Speaker
Description
Photoelectron Circular Dichroism (PECD) is a chiral optical effect that manifests in the angle-dependent photoemission of an electron upon irradiation of a chiral molecule by circularly polarized light. PECD can aid in our fundamental understanding of electron dynamics as this effect is acutely sensitive to the molecular state and electron emission conditions. The magnitude and sign of PECD can vary greatly depending on the emission channels linking the initial and final states of the molecule, the conformation of the molecule and its vibrational states, and the kinetic energy of the departing electron.

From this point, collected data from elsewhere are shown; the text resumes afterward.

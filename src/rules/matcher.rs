use std::collections::HashMap;

/// Returns true when `host` is `key` itself or a subdomain of it.
///
/// Both sides are expected to be lower-case already. Matching is on whole
/// labels, so `notexample.com` does not match the key `example.com`.
pub fn host_matches(host: &str, key: &str) -> bool {
    if key.is_empty() {
        return false;
    }
    match host.strip_suffix(key) {
        Some("") => true,
        Some(prefix) => prefix.ends_with('.'),
        None => false,
    }
}

/// Finds the entry configured for `host`.
///
/// An exact key wins; otherwise the longest key `host` is a subdomain of,
/// which keeps the result independent of map iteration order.
pub fn lookup_host<'a, T>(map: &'a HashMap<String, T>, host: &str) -> Option<(&'a str, &'a T)> {
    let host = host.trim_end_matches('.').to_ascii_lowercase();

    if let Some((key, value)) = map.get_key_value(host.as_str()) {
        return Some((key.as_str(), value));
    }

    map.iter()
        .filter(|(key, _)| host_matches(&host, key))
        .max_by_key(|(key, _)| key.len())
        .map(|(key, value)| (key.as_str(), value))
}

#[cfg(test)]
mod tests {
    use super::*;

    #[test]
    fn test_host_matches_labels() {
        assert!(host_matches("example.com", "example.com"));
        assert!(host_matches("www.example.com", "example.com"));
        assert!(host_matches("a.b.example.com", "example.com"));
        assert!(!host_matches("notexample.com", "example.com"));
        assert!(!host_matches("example.com.evil.tld", "example.com"));
        assert!(!host_matches("example.com", ""));
    }

    #[test]
    fn test_lookup_prefers_exact_then_longest() {
        let mut map = HashMap::new();
        map.insert("google.com".to_string(), 1);
        map.insert("mail.google.com".to_string(), 2);

        assert_eq!(lookup_host(&map, "google.com"), Some(("google.com", &1)));
        assert_eq!(lookup_host(&map, "www.google.com"), Some(("google.com", &1)));
        assert_eq!(lookup_host(&map, "inbox.mail.google.com"), Some(("mail.google.com", &2)));
        assert_eq!(lookup_host(&map, "MAIL.Google.com"), Some(("mail.google.com", &2)));
        assert_eq!(lookup_host(&map, "google.co.uk"), None);
    }
}
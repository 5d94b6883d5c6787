use tracing::{debug, trace};
use url::Url;

use crate::rules::{DomainRule, RuleSet};
use super::url_reconstructor::SplitUrl;
use super::url_validator::extract_host;

/// Why a parameter was kept or dropped.
#[derive(Debug, Clone, Copy, PartialEq, Eq)]
pub enum Decision {
    /// Listed in the domain rule's `keep` list.
    KeptByDomain,
    /// Not matched by any rule.
    Kept,
    /// Listed in the domain rule's `remove` list.
    RemovedByDomain,
    /// Global tracking name or pattern.
    RemovedAsTracker,
}

impl Decision {
    pub fn is_kept(self) -> bool {
        matches!(self, Decision::KeptByDomain | Decision::Kept)
    }
}

/// Result of filtering one URL.
#[derive(Debug, Clone, PartialEq, Eq)]
pub struct FilterOutcome {
    pub url: String,
    pub kept: usize,
    /// Decoded names of the dropped parameters, in original order.
    pub removed: Vec<String>,
}

/// Drops tracking parameters from an already redirect-resolved URL.
#[derive(Debug, Clone, Copy)]
pub struct ParameterFilter<'a> {
    rules: &'a RuleSet,
}

impl<'a> ParameterFilter<'a> {
    pub fn new(rules: &'a RuleSet) -> Self {
        Self { rules }
    }

    /// Returns the URL with its tracking parameters removed.
    pub fn filter(&self, url: &str) -> String {
        self.filter_with_report(url).url
    }

    /// Filters a URL and reports which parameters went away.
    ///
    /// Kept segments are re-joined verbatim in their original order; the
    /// rest of the URL is not touched. A URL left with no parameters loses
    /// its `?` entirely.
    pub fn filter_with_report(&self, url: &str) -> FilterOutcome {
        let split = SplitUrl::new(url);
        let params = split.params();
        if params.is_empty() {
            trace!("No query parameters in {}", url);
            return FilterOutcome {
                url: split.rebuild(std::iter::empty::<&str>()),
                kept: 0,
                removed: Vec::new(),
            };
        }

        let host = Url::parse(url).ok().as_ref().and_then(extract_host);
        let domain_rule = host.as_deref().and_then(|host| self.rules.domain_rule(host));
        if let (Some(host), Some(_)) = (host.as_deref(), domain_rule) {
            debug!("Applying domain rule for {}", host);
        }

        let mut kept = Vec::with_capacity(params.len());
        let mut removed = Vec::new();
        for param in &params {
            let decision = self.decide(&param.name, domain_rule);
            trace!("Parameter '{}': {:?}", param.name, decision);
            if decision.is_kept() {
                kept.push(param.raw);
            } else {
                removed.push(param.name.clone());
            }
        }

        if !removed.is_empty() {
            debug!("Removed {} parameters: {:?}", removed.len(), removed);
        }

        FilterOutcome {
            url: split.rebuild(kept.iter().copied()),
            kept: kept.len(),
            removed,
        }
    }

    /// Decides a single parameter name. `keep` overrides everything; `remove`
    /// and the global tracking rules are both exclusionary.
    pub fn decide(&self, name: &str, domain_rule: Option<&DomainRule>) -> Decision {
        if let Some(rule) = domain_rule {
            if rule.keeps(name) {
                return Decision::KeptByDomain;
            }
            if rule.removes(name) {
                return Decision::RemovedByDomain;
            }
        }
        if self.rules.is_tracking(name) {
            Decision::RemovedAsTracker
        } else {
            Decision::Kept
        }
    }
}
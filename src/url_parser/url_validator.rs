use tracing::{debug, error};
use url::Url;

use crate::error::ErrorKind;

/// Default maximum accepted URL length, in bytes.
pub const MAX_URL_LENGTH: usize = 8192;

/// Parses a URL and checks it can be decomposed into scheme, host and query.
///
/// Inputs without a host (`mailto:`, relative paths, bare words) are
/// rejected rather than passed through.
pub fn validate_url(url: &str, max_length: usize) -> Result<Url, ErrorKind> {
    let url = url.trim();
    if url.is_empty() {
        debug!("Received empty URL");
        return Err(ErrorKind::UnparseableUrl);
    }

    if url.len() > max_length {
        error!("URL exceeds maximum length: {} > {}", url.len(), max_length);
        return Err(ErrorKind::UnparseableUrl);
    }

    let parsed = Url::parse(url).map_err(|e| {
        debug!("Failed to parse URL '{}': {}", url, e);
        ErrorKind::UnparseableUrl
    })?;

    match extract_host(&parsed) {
        Some(_) => Ok(parsed),
        None => {
            debug!("URL has no host component: {}", url);
            Err(ErrorKind::UnparseableUrl)
        }
    }
}

/// Lower-cased host of a parsed URL, if it has a non-empty one.
pub fn extract_host(parsed: &Url) -> Option<String> {
    parsed
        .host_str()
        .filter(|host| !host.is_empty())
        .map(|host| host.to_ascii_lowercase())
}
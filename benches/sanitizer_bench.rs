use criterion::{black_box, criterion_group, criterion_main, Criterion};
use linksan::{extract_urls, Sanitizer};

const TEXT: &str = "Look at https://news.example/story?utm_source=tw&utm_medium=social&id=7 \
                    and www.example.com/page?fbclid=abc or https://youtu.be/dQw4w9WgXcQ?si=x";

fn bench_process_url(c: &mut Criterion) {
    let sanitizer = Sanitizer::bundled().expect("bundled rules");
    c.bench_function("process_url", |b| {
        b.iter(|| {
            sanitizer.process_url(black_box(
                "https://www.amazon.com/dp/B0?tag=x&k=shoes&pd_rd_w=1&utm_campaign=y&psc=1",
            ))
        })
    });
}

fn bench_process_text(c: &mut Criterion) {
    let sanitizer = Sanitizer::bundled().expect("bundled rules");
    c.bench_function("process_text", |b| b.iter(|| sanitizer.process_text(black_box(TEXT))));
}

fn bench_extract_urls(c: &mut Criterion) {
    c.bench_function("extract_urls", |b| b.iter(|| extract_urls(black_box(TEXT))));
}

criterion_group!(benches, bench_process_url, bench_process_text, bench_extract_urls);
criterion_main!(benches);
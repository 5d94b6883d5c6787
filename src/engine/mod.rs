//! Sanitization facade.
//!
//! [`Sanitizer`] is the single entry point for callers: it chains
//! extraction, redirect resolution and parameter filtering, and reports the
//! outcome of every call as a [`ProcessingResult`] instead of an error.

pub mod batch;

use std::sync::Arc;

use serde::Serialize;
use tracing::{debug, info, instrument, warn};

use crate::error::{ErrorKind, Result};
use crate::rules::{RuleSet, RuleSource};
use crate::url_parser::{
    count_params, extract_urls, removed_param_names, validate_url, ParameterFilter,
    RedirectResolver, MAX_REDIRECT_DEPTH, MAX_URL_LENGTH,
};

pub use batch::{process_batch, BatchSummary};

/// Engine limits that can be tuned from configuration.
#[derive(Debug, Clone, Copy, PartialEq, Eq)]
pub struct EngineOptions {
    /// How many nested redirectors may be unwrapped.
    pub max_redirect_depth: usize,
    /// Longest URL accepted, in bytes.
    pub max_url_length: usize,
}

impl Default for EngineOptions {
    fn default() -> Self {
        Self {
            max_redirect_depth: MAX_REDIRECT_DEPTH,
            max_url_length: MAX_URL_LENGTH,
        }
    }
}

/// Outcome of sanitizing one URL or one piece of text.
#[derive(Debug, Clone, Default, PartialEq, Eq, Serialize)]
pub struct ProcessingResult {
    pub success: bool,
    pub original_url: Option<String>,
    pub sanitized_url: Option<String>,
    pub removed_param_count: usize,
    /// Failure kind, or a non-fatal diagnostic when `success` is true.
    pub error: Option<ErrorKind>,
    /// Names of the original URL's parameters missing from the sanitized
    /// one, in original order. This covers parameters lost to redirect
    /// resolution as well as those the filter dropped.
    pub removed_params: Vec<String>,
    /// How many candidates text extraction produced (1 for a plain URL).
    pub candidate_count: usize,
}

impl ProcessingResult {
    fn failure(original_url: Option<String>, error: ErrorKind) -> Self {
        Self {
            success: false,
            original_url,
            error: Some(error),
            ..Default::default()
        }
    }

    /// True when text extraction found more than one URL and only the first
    /// was processed.
    pub fn has_multiple_candidates(&self) -> bool {
        self.candidate_count > 1
    }

    /// The URL to hand to the user: sanitized when available, else the original.
    pub fn fallback_url(&self) -> Option<&str> {
        self.sanitized_url
            .as_deref()
            .or(self.original_url.as_deref())
    }

    /// Short human-readable status line.
    pub fn status_message(&self) -> String {
        match (self.success, self.removed_param_count) {
            (true, 0) => "URL is already clean".to_string(),
            (true, 1) => "Removed 1 tracking parameter".to_string(),
            (true, n) => format!("Removed {} tracking parameters", n),
            (false, _) => {
                let error = self.error.unwrap_or(ErrorKind::NoUrlFound);
                if self.original_url.is_some() {
                    format!("Warning: {}", error)
                } else {
                    format!("Error: {}", error)
                }
            }
        }
    }
}

/// Strips tracking parameters from URLs using a shared, immutable rule set.
///
/// Cloning is cheap; clones share the same [`RuleSet`].
#[derive(Debug, Clone)]
pub struct Sanitizer {
    rules: Arc<RuleSet>,
    options: EngineOptions,
}

impl Sanitizer {
    pub fn new(rules: Arc<RuleSet>) -> Self {
        Self {
            rules,
            options: EngineOptions::default(),
        }
    }

    /// Builds a sanitizer over the bundled rule set.
    pub fn bundled() -> Result<Self> {
        Ok(Self::new(RuleSet::bundled()?))
    }

    /// Loads a rule set and builds a sanitizer over it.
    pub fn from_source(source: RuleSource<'_>) -> Result<Self> {
        match source {
            RuleSource::Bundled => Self::bundled(),
            other => Ok(Self::new(Arc::new(RuleSet::load(other)?))),
        }
    }

    pub fn with_options(mut self, options: EngineOptions) -> Self {
        self.options = options;
        self
    }

    pub fn rules(&self) -> &RuleSet {
        &self.rules
    }

    pub fn options(&self) -> EngineOptions {
        self.options
    }

    /// Finds URL candidates in free text.
    pub fn extract_urls(&self, text: &str) -> Vec<String> {
        extract_urls(text)
    }

    /// Resolves redirects in a URL and removes its tracking parameters.
    #[instrument(level = "debug", skip(self))]
    pub fn process_url(&self, url: &str) -> ProcessingResult {
        let url = url.trim();

        if let Err(kind) = validate_url(url, self.options.max_url_length) {
            warn!("Cannot sanitize '{}': {}", url, kind);
            return ProcessingResult::failure(Some(url.to_string()), kind);
        }

        let resolver = RedirectResolver::new(&self.rules)
            .with_max_depth(self.options.max_redirect_depth)
            .with_max_url_length(self.options.max_url_length);
        let (resolved, diagnostic) = match resolver.resolve(url) {
            Some(resolved) => {
                if resolved != url {
                    debug!("Resolved {} -> {}", url, resolved);
                }
                (resolved, None)
            }
            None => {
                warn!("Redirect in {} could not be resolved, filtering it as-is", url);
                (url.to_string(), Some(ErrorKind::RedirectUnresolvable))
            }
        };

        let outcome = ParameterFilter::new(&self.rules).filter_with_report(&resolved);
        let removed_param_count = count_params(url).saturating_sub(count_params(&outcome.url));
        let removed_params = removed_param_names(url, &outcome.url);

        info!("Sanitized URL, removed {} parameters", removed_param_count);
        ProcessingResult {
            success: true,
            original_url: Some(url.to_string()),
            sanitized_url: Some(outcome.url),
            removed_param_count,
            error: diagnostic,
            removed_params,
            candidate_count: 1,
        }
    }

    /// Extracts URLs from text and sanitizes the first one.
    ///
    /// The number of candidates found is reported in
    /// [`ProcessingResult::candidate_count`] so callers can ask the user
    /// instead of silently picking one.
    #[instrument(level = "debug", skip(self, text))]
    pub fn process_text(&self, text: &str) -> ProcessingResult {
        let candidates = extract_urls(text);
        let Some(first) = candidates.first() else {
            info!("No URLs found in text");
            return ProcessingResult::failure(None, ErrorKind::NoUrlFound);
        };

        if candidates.len() > 1 {
            info!("Text contains {} URLs, processing the first", candidates.len());
        }

        ProcessingResult {
            candidate_count: candidates.len(),
            ..self.process_url(first)
        }
    }

    /// Sanitizes every input in order, one result per input.
    pub fn process_all<S: AsRef<str>>(&self, urls: &[S]) -> Vec<ProcessingResult> {
        urls.iter().map(|url| self.process_url(url.as_ref())).collect()
    }
}
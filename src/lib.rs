//! # linksan
//!
//! Strips tracking parameters from URLs and finds URLs in free text.
//!
//! The engine is rule driven: a JSON [`RuleSet`] lists tracking parameter
//! names, name patterns, per-domain keep/remove overrides and redirect
//! handlers. It is loaded once and shared read-only by every call.
//!
//! ```
//! use linksan::Sanitizer;
//!
//! let sanitizer = Sanitizer::bundled().unwrap();
//! let result = sanitizer.process_text("see www.example.com/page?utm_campaign=x");
//! assert_eq!(result.sanitized_url.as_deref(), Some("https://www.example.com/page"));
//! assert_eq!(result.removed_param_count, 1);
//! ```
//!
//! No network requests are made: redirectors are unwrapped only when the
//! destination is embedded in the URL itself.

pub mod config;
pub mod engine;
pub mod error;
pub mod rules;
pub mod url_parser;
pub mod utils;

pub use config::AppConfig;
pub use engine::{process_batch, BatchSummary, EngineOptions, ProcessingResult, Sanitizer};
pub use error::{ErrorKind, RuleLoadError};
pub use rules::{DomainRule, RedirectHandler, RuleSet, RuleSource};
pub use url_parser::extract_urls;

This sensitivity is a double edge sword: PECD studies can offer a wealth of information, if one can disentangle the individual contributions to the overall measured PECD. The use of anions in PECD studies allows for pre-photodetachment mass selectivity and eliminates the need for X-ray based ionization sources or multiphoton ionization schemes. Furthermore, photodetachment from anions is a photoemission regime that has historically been understudied in conjunction with PECD studies. We provide an energy-resolved PECD signal for mass-selected deprotonated chiral anion of (R)-1-phenylethanol. The photoelectron spectrum of deprotonated 1-phenylethanol is clearly assigned to a single electronic transition of a single conformer, which allows for the straightforward investigation of the PECD dependence on the electron kinetic energy, as well as vibrational state of the molecule. The PECD of 1-phenylethanol was measured at different photon energies from 2.38 eV to 3.59 eV, showing a change of the resulting PECD value for a given transition with differing electron kinetic energies. If electron kinetic energy is held constant, the PECD effect at low electron kinetic energies is found to be dominated by a single vibrational mode.